━━━ MATERIAL TO PROCESS

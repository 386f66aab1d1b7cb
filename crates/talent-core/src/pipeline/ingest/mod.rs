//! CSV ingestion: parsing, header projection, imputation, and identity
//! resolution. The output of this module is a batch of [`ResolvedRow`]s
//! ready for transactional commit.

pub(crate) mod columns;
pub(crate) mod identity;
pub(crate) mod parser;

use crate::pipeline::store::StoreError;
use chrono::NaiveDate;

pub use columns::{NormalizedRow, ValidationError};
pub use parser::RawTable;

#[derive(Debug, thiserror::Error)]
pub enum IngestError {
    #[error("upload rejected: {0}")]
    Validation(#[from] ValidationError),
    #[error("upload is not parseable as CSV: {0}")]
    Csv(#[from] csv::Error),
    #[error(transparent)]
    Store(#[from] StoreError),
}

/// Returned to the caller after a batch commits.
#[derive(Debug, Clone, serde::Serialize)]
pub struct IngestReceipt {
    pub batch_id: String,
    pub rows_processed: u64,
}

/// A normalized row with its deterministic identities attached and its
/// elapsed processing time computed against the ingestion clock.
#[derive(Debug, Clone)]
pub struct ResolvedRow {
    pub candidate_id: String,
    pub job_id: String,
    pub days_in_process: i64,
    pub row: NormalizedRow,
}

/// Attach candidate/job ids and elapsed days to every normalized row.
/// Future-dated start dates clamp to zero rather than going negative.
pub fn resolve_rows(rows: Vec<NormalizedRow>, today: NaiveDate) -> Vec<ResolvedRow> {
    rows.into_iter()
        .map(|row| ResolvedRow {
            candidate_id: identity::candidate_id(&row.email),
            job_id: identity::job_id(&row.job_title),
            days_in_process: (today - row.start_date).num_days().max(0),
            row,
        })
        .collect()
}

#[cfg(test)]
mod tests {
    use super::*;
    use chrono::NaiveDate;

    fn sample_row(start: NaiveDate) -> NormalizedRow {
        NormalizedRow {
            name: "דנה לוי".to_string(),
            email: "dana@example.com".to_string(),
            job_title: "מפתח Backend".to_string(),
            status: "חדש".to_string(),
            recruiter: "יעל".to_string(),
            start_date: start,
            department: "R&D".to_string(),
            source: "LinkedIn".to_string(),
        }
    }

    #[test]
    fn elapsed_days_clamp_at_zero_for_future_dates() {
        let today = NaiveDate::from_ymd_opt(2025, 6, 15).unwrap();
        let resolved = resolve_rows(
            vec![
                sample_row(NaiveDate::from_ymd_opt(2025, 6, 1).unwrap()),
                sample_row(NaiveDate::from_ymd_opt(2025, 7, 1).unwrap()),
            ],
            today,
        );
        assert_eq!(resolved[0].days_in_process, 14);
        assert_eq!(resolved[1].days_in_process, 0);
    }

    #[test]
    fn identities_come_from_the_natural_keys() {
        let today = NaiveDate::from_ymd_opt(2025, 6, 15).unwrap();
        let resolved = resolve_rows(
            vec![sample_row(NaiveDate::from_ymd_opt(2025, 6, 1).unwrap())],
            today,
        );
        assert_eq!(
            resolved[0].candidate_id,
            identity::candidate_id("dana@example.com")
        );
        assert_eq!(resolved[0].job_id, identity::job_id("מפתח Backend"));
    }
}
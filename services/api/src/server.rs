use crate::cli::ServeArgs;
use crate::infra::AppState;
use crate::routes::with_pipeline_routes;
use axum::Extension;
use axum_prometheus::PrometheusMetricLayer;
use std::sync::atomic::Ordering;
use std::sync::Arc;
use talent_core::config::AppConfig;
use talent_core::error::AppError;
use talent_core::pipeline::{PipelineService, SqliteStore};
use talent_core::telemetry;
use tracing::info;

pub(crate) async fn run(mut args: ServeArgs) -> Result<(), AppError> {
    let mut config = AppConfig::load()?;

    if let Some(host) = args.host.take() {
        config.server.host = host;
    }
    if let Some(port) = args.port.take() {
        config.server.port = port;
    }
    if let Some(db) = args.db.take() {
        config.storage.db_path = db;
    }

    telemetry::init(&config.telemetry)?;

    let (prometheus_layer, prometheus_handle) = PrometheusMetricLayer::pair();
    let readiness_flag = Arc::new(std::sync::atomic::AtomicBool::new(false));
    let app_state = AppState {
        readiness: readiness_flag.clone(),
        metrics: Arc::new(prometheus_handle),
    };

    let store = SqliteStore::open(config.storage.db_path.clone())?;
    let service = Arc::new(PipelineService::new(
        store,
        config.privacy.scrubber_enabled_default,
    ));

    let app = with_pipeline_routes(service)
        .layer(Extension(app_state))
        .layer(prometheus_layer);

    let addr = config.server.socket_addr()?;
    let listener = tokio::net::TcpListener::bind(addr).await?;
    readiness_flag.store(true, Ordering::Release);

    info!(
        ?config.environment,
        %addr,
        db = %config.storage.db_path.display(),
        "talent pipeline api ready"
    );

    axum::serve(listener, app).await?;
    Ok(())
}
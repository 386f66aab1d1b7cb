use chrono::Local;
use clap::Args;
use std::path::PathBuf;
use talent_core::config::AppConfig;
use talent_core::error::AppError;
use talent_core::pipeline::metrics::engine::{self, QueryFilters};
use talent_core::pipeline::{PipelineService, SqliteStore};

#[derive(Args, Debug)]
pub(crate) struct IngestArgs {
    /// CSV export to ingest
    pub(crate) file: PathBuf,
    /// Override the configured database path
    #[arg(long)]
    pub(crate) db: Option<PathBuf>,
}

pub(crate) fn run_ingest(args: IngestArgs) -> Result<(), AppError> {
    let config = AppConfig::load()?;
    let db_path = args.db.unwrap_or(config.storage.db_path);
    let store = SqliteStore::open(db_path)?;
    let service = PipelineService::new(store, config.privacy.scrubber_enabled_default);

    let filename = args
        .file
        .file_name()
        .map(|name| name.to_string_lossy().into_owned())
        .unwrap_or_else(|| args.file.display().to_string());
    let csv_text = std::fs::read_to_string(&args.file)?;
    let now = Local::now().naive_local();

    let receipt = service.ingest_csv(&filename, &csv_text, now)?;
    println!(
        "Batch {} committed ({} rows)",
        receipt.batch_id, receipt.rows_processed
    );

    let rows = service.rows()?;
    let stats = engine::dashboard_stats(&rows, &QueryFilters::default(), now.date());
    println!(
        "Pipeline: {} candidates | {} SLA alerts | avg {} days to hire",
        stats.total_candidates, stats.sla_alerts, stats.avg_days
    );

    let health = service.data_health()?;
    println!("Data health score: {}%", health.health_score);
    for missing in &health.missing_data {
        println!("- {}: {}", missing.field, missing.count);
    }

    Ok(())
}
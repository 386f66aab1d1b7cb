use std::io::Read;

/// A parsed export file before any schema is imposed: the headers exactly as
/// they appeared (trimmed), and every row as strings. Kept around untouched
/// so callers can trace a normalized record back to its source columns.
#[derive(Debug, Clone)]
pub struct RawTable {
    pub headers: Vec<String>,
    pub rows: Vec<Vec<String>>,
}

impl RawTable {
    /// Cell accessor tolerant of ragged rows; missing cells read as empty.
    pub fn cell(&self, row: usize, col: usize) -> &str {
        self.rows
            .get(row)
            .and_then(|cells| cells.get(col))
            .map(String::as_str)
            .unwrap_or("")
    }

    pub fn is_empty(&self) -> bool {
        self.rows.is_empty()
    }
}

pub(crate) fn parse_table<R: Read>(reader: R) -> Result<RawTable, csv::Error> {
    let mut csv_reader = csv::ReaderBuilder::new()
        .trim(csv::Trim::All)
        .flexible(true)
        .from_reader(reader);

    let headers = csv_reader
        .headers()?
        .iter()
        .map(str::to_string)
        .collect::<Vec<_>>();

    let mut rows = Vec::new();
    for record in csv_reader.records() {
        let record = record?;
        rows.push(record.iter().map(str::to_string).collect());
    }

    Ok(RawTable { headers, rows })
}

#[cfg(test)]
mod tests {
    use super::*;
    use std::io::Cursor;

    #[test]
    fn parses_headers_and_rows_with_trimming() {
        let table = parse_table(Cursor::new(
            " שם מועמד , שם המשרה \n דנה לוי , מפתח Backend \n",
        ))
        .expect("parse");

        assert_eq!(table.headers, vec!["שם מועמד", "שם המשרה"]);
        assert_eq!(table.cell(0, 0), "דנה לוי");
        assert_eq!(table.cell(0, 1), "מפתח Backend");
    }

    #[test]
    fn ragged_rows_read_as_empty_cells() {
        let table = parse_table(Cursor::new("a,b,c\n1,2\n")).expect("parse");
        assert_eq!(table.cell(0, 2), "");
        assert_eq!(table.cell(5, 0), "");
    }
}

━━━━━━

WORK TASK
Count each line above where the word "true" appears, and answer with nothing except that count.

SOLUTION FOR THIS TASK
2